Integrating bulk and single-cell RNA sequencing analysis to reveal characterization of mechanical stimulus-related genes and prognostic signatures in breast cancer.
Ze Yang, Haifeng Lou, Yuqiao Huang, Lingyun Guo, Yingfei Huang, Gao Zhu, Jingjia Li, Yindan Lin, Jiang Zhu, Yandi Sun
Abstract
Open AccessOBJECTIVES: To identify molecular clusters and establish a scoring model based on mechanical stimulus-related genes (MSRGs) for predicting the prognosis of breast cancer patients and understanding the role of mechanical stimuli in the breast tumor microenvironment (TME). METHODS: We utilized bulk and single-cell RNA sequencing analysis to characterize MSRGs associated with breast cancer prognosis. Unsupervised consensus molecular clustering was applied to identify distinct clusters based on overall survival-associated MSRGs from The Cancer Genome Atlas (TCGA) database.
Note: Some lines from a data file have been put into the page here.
//! One-Euro adaptive low-pass filter.
//!
//! A speed-adaptive low-pass: the cutoff frequency rises with the
//! estimated rate of change of the signal, so slow jitter is damped
//! hard while deliberate motion passes through with little lag.

/// Persistent state of a single-axis filter between samples.
#[derive(Debug, Clone, Copy)]
struct FilterState {
    last_value: f64,
    last_derivative: f64,
}

/// Single-axis One-Euro filter running at a fixed sample rate.
///
/// The very first sample seeds the state and passes through
/// unchanged, so there is no transient ramp-up on the initial frame.
#[derive(Debug, Clone)]
pub struct OneEuroFilter {
    /// Cutoff frequency floor in Hz.
    min_cutoff: f64,
    /// Speed coefficient: how fast the cutoff rises with derivative.
    beta: f64,
    /// Fixed cutoff for the derivative's own low-pass.
    d_cutoff: f64,
    /// Sample rate in Hz.
    rate: f64,
    state: Option<FilterState>,
}

impl OneEuroFilter {
    /// Default cutoff for the derivative low-pass.
    pub const DEFAULT_D_CUTOFF: f64 = 1.0;

    /// Creates a filter with the given tuning, sampling at `rate` Hz.
    pub fn new(min_cutoff: f64, beta: f64, rate: f64) -> Self {
        Self {
            min_cutoff: min_cutoff.max(1e-6),
            beta: beta.max(0.0),
            d_cutoff: Self::DEFAULT_D_CUTOFF,
            rate: rate.max(1e-6),
            state: None,
        }
    }

    /// Smoothing factor for a given cutoff frequency at this rate.
    fn alpha(&self, cutoff: f64) -> f64 {
        let tau = 1.0 / (2.0 * std::f64::consts::PI * cutoff);
        1.0 / (1.0 + tau * self.rate)
    }

    /// Filters one sample.
    pub fn filter(&mut self, x: f64) -> f64 {
        let state = match self.state {
            Some(s) => s,
            None => {
                // Pass-through seed: no initial-frame discontinuity.
                self.state = Some(FilterState {
                    last_value: x,
                    last_derivative: 0.0,
                });
                return x;
            }
        };

        let dx = (x - state.last_value) * self.rate;
        let alpha_d = self.alpha(self.d_cutoff);
        let derivative = alpha_d * dx + (1.0 - alpha_d) * state.last_derivative;

        // Cutoff rises with speed: more responsive under fast motion.
        let cutoff = self.min_cutoff + self.beta * derivative.abs();
        let alpha = self.alpha(cutoff);
        let value = alpha * x + (1.0 - alpha) * state.last_value;

        self.state = Some(FilterState {
            last_value: value,
            last_derivative: derivative,
        });
        value
    }

    /// Clears filter state; the next sample re-seeds.
    pub fn reset(&mut self) {
        self.state = None;
    }

    /// Returns true once the filter has been seeded.
    pub fn is_seeded(&self) -> bool {
        self.state.is_some()
    }
}
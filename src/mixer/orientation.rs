//! Device-orientation input normalization.

/// Tilt angle in degrees that maps to a full-scale ±1.0 output.
pub const FULL_SCALE_DEG: f64 = 45.0;

/// A device-orientation event in degrees.
///
/// `beta` is front-back tilt (device pitch), `gamma` is left-right
/// tilt (device roll) — the axes reported by host orientation events.
#[derive(Debug, Clone, Copy, PartialEq, Default)]
pub struct OrientationSample {
    /// Front-back tilt in degrees.
    pub beta: f64,
    /// Left-right tilt in degrees.
    pub gamma: f64,
}

impl OrientationSample {
    /// Creates a sample from raw event angles.
    pub fn new(beta: f64, gamma: f64) -> Self {
        Self { beta, gamma }
    }

    /// Normalized X tilt: gamma against the full-scale angle,
    /// clamped to [-1, 1]. This is the dominant channel.
    pub fn tilt_x(&self) -> f64 {
        (self.gamma / FULL_SCALE_DEG).clamp(-1.0, 1.0)
    }

    /// Normalized Y tilt: beta against twice the full-scale angle,
    /// clamped to [-1, 1]. Deliberately weaker than X; pitch swings
    /// far more during normal handling than roll does.
    pub fn tilt_y(&self) -> f64 {
        (self.beta / (2.0 * FULL_SCALE_DEG)).clamp(-1.0, 1.0)
    }
}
The scoring model was constructed by LASSO-Cox method and validated. Additionally, single-cell RNA sequencing analysis, along with in vitro and in vivo experiments, were conducted to further investigate the role of the model in breast cancer. RESULTS: We identified 23 overall survival-associated MSRGs and established two molecular subgroups with distinct survival outcomes. A prognostic signature incorporating 15 MSRGs was developed and validated, demonstrating its predictive capability for overall survival of breast cancer patients. The nomogram integrating clinical characteristics and the mechanical stimulus-related risk score exhibited promising predictive accuracy. The low-risk group displayed an immune "hot" phenotype with increased immune cell infiltration, while the high-risk group exhibited resistance to conventional chemotherapy but potential sensitivity to Sepantronium bromide. By using the SCISSOR algorithm, we provide evidence at single-cell resolution for the impact of mechanical stimulation on tumor immune microenvironment. The in vivo and in vitro assays demonstrated that knockdown of TEX19 significantly suppressed breast tumor proliferation. CONCLUSION: We developed a pioneering prognostic signature incorporating MSRGs in breast cancer, with a particular focus on mechanical stimuli may influence breast cancer prognosis by remodeling the immune microenvironment. The findings highlighted the importance of personalized treatment strategies and provide new insights into the role of mechanical forces in breast tumor biology.